(Stored data)
+ + + + + + +

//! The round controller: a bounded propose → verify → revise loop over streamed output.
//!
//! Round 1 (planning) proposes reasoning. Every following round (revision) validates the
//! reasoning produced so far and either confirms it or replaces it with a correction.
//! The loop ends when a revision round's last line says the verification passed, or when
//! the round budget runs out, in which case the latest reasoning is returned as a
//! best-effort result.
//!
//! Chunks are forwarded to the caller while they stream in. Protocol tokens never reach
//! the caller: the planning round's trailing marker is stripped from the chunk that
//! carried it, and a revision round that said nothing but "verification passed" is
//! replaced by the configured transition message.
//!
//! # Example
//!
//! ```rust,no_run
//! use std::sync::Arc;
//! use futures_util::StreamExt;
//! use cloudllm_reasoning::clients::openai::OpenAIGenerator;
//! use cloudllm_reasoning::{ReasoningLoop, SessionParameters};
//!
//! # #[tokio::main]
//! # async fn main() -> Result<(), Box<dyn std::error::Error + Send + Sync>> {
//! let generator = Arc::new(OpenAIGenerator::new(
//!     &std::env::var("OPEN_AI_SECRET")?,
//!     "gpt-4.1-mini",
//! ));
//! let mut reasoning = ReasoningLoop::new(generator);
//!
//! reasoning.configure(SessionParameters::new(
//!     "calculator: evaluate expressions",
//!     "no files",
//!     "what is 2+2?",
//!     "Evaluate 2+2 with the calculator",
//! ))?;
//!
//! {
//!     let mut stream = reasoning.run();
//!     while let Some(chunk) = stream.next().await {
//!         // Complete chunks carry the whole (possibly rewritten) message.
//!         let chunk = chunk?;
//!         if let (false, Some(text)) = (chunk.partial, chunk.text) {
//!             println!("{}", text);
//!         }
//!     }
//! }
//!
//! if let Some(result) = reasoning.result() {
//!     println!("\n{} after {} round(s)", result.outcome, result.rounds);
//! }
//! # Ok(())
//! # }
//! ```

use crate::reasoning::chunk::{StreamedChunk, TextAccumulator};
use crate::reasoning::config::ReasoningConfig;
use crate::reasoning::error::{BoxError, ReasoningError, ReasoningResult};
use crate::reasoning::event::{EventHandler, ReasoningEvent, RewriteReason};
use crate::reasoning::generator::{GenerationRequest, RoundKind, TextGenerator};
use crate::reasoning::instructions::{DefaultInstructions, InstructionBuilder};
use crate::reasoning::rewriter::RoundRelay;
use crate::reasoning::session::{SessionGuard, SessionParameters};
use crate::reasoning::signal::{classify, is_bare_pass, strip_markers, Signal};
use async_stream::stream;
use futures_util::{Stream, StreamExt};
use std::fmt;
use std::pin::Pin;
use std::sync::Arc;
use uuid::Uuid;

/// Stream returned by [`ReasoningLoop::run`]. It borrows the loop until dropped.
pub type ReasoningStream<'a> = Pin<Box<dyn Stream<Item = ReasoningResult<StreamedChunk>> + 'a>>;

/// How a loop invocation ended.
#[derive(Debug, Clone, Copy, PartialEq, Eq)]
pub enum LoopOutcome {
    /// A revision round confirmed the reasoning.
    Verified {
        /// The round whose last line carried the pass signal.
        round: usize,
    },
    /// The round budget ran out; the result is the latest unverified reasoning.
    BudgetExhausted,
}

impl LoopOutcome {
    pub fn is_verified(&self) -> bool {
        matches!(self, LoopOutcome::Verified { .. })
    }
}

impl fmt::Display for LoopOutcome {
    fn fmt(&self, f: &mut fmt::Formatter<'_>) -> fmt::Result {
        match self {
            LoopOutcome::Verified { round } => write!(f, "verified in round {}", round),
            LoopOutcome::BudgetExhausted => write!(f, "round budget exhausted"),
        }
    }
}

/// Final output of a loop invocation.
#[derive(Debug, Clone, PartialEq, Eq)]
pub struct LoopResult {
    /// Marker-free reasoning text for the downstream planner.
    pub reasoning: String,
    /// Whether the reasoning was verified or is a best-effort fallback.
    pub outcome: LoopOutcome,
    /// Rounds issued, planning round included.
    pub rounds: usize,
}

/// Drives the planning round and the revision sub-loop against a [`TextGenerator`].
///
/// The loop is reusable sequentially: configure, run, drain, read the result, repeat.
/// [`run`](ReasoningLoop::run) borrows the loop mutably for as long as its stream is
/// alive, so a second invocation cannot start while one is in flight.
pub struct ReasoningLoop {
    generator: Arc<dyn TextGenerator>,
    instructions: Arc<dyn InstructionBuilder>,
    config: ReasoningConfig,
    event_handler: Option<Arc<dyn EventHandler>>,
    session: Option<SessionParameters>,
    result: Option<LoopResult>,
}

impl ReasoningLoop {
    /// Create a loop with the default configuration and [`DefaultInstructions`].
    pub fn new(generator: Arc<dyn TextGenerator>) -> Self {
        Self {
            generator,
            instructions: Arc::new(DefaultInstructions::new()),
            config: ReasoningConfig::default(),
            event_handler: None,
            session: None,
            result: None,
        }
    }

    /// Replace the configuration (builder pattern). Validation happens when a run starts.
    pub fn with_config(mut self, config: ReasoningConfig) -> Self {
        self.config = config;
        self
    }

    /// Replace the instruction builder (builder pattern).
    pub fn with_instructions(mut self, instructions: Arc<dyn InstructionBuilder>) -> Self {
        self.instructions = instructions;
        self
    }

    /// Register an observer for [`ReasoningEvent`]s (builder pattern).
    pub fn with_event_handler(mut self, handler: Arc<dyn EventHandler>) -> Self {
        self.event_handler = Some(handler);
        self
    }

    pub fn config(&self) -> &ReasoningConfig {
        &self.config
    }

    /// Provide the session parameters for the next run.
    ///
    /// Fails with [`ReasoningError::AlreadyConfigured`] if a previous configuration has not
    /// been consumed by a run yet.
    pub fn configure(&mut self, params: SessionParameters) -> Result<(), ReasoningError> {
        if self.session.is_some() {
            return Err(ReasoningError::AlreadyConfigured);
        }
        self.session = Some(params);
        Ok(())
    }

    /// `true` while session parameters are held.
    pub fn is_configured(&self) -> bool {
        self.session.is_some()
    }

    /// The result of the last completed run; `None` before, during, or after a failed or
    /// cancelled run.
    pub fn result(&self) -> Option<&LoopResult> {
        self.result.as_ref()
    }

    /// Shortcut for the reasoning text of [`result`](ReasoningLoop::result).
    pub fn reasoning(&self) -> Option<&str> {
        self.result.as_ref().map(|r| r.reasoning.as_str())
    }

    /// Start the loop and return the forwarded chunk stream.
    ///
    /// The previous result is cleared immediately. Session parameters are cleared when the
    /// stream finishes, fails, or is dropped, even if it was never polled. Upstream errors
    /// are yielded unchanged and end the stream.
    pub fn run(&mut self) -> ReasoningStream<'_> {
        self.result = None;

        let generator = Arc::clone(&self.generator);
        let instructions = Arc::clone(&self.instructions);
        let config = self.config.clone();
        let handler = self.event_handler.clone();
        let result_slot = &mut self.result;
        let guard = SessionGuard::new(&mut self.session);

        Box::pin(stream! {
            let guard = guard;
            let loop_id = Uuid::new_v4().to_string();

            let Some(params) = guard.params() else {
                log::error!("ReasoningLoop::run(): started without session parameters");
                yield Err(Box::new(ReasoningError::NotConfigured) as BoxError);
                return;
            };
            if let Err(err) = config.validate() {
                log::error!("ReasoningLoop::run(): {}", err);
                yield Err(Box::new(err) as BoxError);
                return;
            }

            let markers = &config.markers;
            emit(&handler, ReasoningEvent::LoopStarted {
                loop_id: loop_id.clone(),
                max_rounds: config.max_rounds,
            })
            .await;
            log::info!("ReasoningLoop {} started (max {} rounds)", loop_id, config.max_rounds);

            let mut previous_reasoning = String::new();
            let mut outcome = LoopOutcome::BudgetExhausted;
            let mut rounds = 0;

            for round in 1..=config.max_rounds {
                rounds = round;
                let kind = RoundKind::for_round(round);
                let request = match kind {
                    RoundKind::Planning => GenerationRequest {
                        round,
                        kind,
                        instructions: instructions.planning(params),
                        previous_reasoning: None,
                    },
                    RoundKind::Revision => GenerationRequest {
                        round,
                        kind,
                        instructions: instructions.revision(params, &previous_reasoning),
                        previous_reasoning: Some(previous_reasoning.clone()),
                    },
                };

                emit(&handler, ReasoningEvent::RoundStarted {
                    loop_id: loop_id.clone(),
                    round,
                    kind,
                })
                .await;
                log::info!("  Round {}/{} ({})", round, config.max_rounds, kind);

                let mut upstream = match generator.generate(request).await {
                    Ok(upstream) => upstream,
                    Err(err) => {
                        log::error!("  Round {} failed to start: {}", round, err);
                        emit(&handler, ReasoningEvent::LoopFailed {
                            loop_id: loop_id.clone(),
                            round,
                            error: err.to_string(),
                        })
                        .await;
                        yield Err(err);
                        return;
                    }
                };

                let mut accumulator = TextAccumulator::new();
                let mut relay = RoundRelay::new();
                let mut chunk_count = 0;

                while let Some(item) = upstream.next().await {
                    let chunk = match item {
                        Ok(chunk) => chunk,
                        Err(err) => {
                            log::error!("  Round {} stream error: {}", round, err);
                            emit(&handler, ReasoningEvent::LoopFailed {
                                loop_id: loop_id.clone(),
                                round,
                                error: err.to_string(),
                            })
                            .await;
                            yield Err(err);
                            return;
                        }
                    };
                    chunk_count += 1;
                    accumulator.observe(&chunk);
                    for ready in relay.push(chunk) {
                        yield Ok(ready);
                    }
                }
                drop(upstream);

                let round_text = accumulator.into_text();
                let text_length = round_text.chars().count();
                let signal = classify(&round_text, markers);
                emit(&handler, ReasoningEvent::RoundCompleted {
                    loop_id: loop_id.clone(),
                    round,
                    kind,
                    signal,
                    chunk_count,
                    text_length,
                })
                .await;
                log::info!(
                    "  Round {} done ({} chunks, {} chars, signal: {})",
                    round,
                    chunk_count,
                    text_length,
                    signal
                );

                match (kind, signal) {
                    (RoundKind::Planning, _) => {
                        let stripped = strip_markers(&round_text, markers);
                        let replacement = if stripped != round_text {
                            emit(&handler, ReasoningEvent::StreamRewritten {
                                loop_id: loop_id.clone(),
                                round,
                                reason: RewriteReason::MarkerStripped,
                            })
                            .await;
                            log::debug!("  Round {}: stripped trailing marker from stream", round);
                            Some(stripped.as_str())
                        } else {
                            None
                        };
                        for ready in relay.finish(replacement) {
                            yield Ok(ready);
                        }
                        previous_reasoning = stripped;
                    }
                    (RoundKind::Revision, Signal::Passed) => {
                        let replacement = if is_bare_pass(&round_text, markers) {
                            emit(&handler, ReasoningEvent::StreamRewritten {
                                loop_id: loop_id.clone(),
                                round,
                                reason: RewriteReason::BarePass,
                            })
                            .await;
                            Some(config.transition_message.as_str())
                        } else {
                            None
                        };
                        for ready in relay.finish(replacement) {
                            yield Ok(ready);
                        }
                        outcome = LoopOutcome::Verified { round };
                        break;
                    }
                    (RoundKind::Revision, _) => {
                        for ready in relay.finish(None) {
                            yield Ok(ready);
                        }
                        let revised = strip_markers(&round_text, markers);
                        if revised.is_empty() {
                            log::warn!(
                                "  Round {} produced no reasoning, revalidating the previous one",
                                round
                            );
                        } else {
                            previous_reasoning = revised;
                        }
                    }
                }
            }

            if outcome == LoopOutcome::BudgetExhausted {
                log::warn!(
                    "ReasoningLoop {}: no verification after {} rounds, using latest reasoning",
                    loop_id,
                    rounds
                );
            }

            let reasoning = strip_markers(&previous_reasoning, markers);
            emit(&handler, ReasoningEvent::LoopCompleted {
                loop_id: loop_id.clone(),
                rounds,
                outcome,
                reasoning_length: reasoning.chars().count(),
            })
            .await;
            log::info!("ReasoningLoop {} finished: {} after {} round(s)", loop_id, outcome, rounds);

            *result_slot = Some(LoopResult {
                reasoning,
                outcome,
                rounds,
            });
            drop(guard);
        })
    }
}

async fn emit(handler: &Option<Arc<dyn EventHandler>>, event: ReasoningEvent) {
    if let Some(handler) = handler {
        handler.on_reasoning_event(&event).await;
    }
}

+ + + + + + +

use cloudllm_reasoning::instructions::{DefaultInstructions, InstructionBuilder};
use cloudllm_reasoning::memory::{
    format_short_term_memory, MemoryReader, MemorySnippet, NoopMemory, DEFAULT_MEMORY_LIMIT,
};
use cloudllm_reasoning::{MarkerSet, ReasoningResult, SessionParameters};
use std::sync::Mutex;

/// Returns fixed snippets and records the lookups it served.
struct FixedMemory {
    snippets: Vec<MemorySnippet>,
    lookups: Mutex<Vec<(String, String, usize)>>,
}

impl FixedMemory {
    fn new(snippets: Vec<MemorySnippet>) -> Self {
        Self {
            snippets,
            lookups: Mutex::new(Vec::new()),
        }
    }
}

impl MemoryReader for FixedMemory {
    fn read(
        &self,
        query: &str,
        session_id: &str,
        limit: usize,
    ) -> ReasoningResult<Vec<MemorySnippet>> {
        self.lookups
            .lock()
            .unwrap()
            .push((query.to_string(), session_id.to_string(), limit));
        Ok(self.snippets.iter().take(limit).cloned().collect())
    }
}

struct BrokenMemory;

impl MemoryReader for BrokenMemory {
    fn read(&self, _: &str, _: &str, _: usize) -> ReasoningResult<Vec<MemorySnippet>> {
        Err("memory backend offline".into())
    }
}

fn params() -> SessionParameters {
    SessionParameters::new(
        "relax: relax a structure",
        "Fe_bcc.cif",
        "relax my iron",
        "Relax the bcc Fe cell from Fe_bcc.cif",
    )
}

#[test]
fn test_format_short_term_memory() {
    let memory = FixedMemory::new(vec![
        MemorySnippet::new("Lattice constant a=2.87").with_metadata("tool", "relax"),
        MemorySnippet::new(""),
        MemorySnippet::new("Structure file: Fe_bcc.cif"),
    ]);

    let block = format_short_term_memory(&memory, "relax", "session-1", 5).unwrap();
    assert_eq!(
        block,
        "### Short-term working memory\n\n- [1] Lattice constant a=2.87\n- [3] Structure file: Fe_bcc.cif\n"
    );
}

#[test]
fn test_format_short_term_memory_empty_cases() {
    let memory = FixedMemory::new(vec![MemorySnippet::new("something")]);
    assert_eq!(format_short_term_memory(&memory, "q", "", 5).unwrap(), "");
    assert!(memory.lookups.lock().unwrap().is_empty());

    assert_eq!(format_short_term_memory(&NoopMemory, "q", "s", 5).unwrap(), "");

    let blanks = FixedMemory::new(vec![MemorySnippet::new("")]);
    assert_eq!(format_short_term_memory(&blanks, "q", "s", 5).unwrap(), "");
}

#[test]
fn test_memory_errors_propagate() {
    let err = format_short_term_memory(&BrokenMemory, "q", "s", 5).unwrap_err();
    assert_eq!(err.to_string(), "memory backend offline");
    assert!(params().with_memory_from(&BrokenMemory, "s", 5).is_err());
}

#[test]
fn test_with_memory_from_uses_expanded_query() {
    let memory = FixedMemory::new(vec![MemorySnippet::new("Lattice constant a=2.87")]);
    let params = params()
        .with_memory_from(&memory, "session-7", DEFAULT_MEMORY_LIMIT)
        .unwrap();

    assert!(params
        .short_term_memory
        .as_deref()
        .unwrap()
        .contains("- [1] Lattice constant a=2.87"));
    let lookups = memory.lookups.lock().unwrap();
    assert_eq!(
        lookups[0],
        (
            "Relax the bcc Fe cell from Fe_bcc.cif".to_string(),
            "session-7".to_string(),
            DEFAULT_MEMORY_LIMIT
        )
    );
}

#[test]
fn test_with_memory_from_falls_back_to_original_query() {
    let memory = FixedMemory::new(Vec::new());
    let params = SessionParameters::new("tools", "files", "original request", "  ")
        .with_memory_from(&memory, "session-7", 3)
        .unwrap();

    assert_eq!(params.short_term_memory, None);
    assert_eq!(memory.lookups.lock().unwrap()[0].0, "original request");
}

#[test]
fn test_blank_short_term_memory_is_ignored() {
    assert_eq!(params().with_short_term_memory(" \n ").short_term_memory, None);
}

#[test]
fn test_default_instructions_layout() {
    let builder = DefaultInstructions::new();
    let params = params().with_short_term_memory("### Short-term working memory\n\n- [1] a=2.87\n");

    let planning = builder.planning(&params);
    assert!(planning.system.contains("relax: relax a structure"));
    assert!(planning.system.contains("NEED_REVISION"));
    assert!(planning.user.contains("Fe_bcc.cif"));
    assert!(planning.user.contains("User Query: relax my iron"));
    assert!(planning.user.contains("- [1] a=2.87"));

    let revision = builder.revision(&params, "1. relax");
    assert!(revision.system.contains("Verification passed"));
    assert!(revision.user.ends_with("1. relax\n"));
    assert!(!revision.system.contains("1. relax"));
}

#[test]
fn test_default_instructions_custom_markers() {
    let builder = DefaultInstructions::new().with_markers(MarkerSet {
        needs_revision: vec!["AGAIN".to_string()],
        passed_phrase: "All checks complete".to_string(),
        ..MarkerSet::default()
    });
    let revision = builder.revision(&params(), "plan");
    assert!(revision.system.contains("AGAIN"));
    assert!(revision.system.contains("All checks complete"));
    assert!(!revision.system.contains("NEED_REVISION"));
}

+ + + + + + +

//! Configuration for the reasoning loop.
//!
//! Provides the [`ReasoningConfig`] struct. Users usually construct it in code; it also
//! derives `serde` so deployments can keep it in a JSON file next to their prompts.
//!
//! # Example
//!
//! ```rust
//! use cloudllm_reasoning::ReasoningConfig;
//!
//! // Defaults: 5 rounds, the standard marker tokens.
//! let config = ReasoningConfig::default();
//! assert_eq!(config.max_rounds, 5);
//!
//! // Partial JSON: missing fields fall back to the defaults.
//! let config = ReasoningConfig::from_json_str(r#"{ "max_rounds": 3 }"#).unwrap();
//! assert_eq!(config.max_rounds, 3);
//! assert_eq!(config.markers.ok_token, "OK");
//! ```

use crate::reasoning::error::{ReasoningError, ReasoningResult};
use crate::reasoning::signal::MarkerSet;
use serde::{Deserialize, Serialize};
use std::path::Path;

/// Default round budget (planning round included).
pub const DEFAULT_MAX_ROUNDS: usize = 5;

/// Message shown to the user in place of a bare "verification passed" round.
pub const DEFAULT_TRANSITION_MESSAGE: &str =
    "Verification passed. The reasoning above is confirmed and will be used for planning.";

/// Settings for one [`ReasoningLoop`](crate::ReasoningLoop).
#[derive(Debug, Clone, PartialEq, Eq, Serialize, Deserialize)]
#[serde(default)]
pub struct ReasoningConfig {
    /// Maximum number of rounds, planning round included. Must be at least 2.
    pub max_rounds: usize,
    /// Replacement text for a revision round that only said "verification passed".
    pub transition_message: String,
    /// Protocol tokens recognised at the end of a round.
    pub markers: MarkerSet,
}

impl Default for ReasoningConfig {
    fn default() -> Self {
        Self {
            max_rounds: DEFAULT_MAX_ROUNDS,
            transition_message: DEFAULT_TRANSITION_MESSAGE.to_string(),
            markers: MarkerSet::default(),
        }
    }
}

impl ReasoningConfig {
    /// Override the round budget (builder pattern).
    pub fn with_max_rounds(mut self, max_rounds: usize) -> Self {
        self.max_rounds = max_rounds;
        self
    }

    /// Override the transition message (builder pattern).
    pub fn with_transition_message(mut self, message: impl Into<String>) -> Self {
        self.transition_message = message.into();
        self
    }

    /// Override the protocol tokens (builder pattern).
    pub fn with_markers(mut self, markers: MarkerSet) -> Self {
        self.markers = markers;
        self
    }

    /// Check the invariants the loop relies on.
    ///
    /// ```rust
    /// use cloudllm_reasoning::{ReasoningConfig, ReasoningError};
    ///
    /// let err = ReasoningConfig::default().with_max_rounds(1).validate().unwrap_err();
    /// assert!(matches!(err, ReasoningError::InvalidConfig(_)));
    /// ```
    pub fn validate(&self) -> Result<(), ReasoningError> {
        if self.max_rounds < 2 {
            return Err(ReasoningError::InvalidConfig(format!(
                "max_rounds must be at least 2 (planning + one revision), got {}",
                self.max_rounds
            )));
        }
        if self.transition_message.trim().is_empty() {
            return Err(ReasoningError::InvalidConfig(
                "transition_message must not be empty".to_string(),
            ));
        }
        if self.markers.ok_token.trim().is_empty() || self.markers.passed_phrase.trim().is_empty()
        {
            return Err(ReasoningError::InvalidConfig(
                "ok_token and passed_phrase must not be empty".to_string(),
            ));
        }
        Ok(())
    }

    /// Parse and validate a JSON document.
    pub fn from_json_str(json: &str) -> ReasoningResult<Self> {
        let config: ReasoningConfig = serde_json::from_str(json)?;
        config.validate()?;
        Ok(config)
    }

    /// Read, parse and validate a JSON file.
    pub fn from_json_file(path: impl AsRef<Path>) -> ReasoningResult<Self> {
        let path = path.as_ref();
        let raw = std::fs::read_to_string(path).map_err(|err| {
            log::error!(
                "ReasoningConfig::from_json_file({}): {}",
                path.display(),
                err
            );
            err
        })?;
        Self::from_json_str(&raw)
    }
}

+ + + + + + +

§ **DIRECTIONS FOR THIS TASK**
Search the entries for "pattern" and copy each matching line.

§ **EXERCISE ANSWER**
    /// Replace the configuration (builder pattern). Validation happens when a run starts.
    /// Replace the instruction builder (builder pattern).
    /// Register an observer for [`ReasoningEvent`]s (builder pattern).
    /// Override the round budget (builder pattern).
    /// Override the transition message (builder pattern).
    /// Override the protocol tokens (builder pattern).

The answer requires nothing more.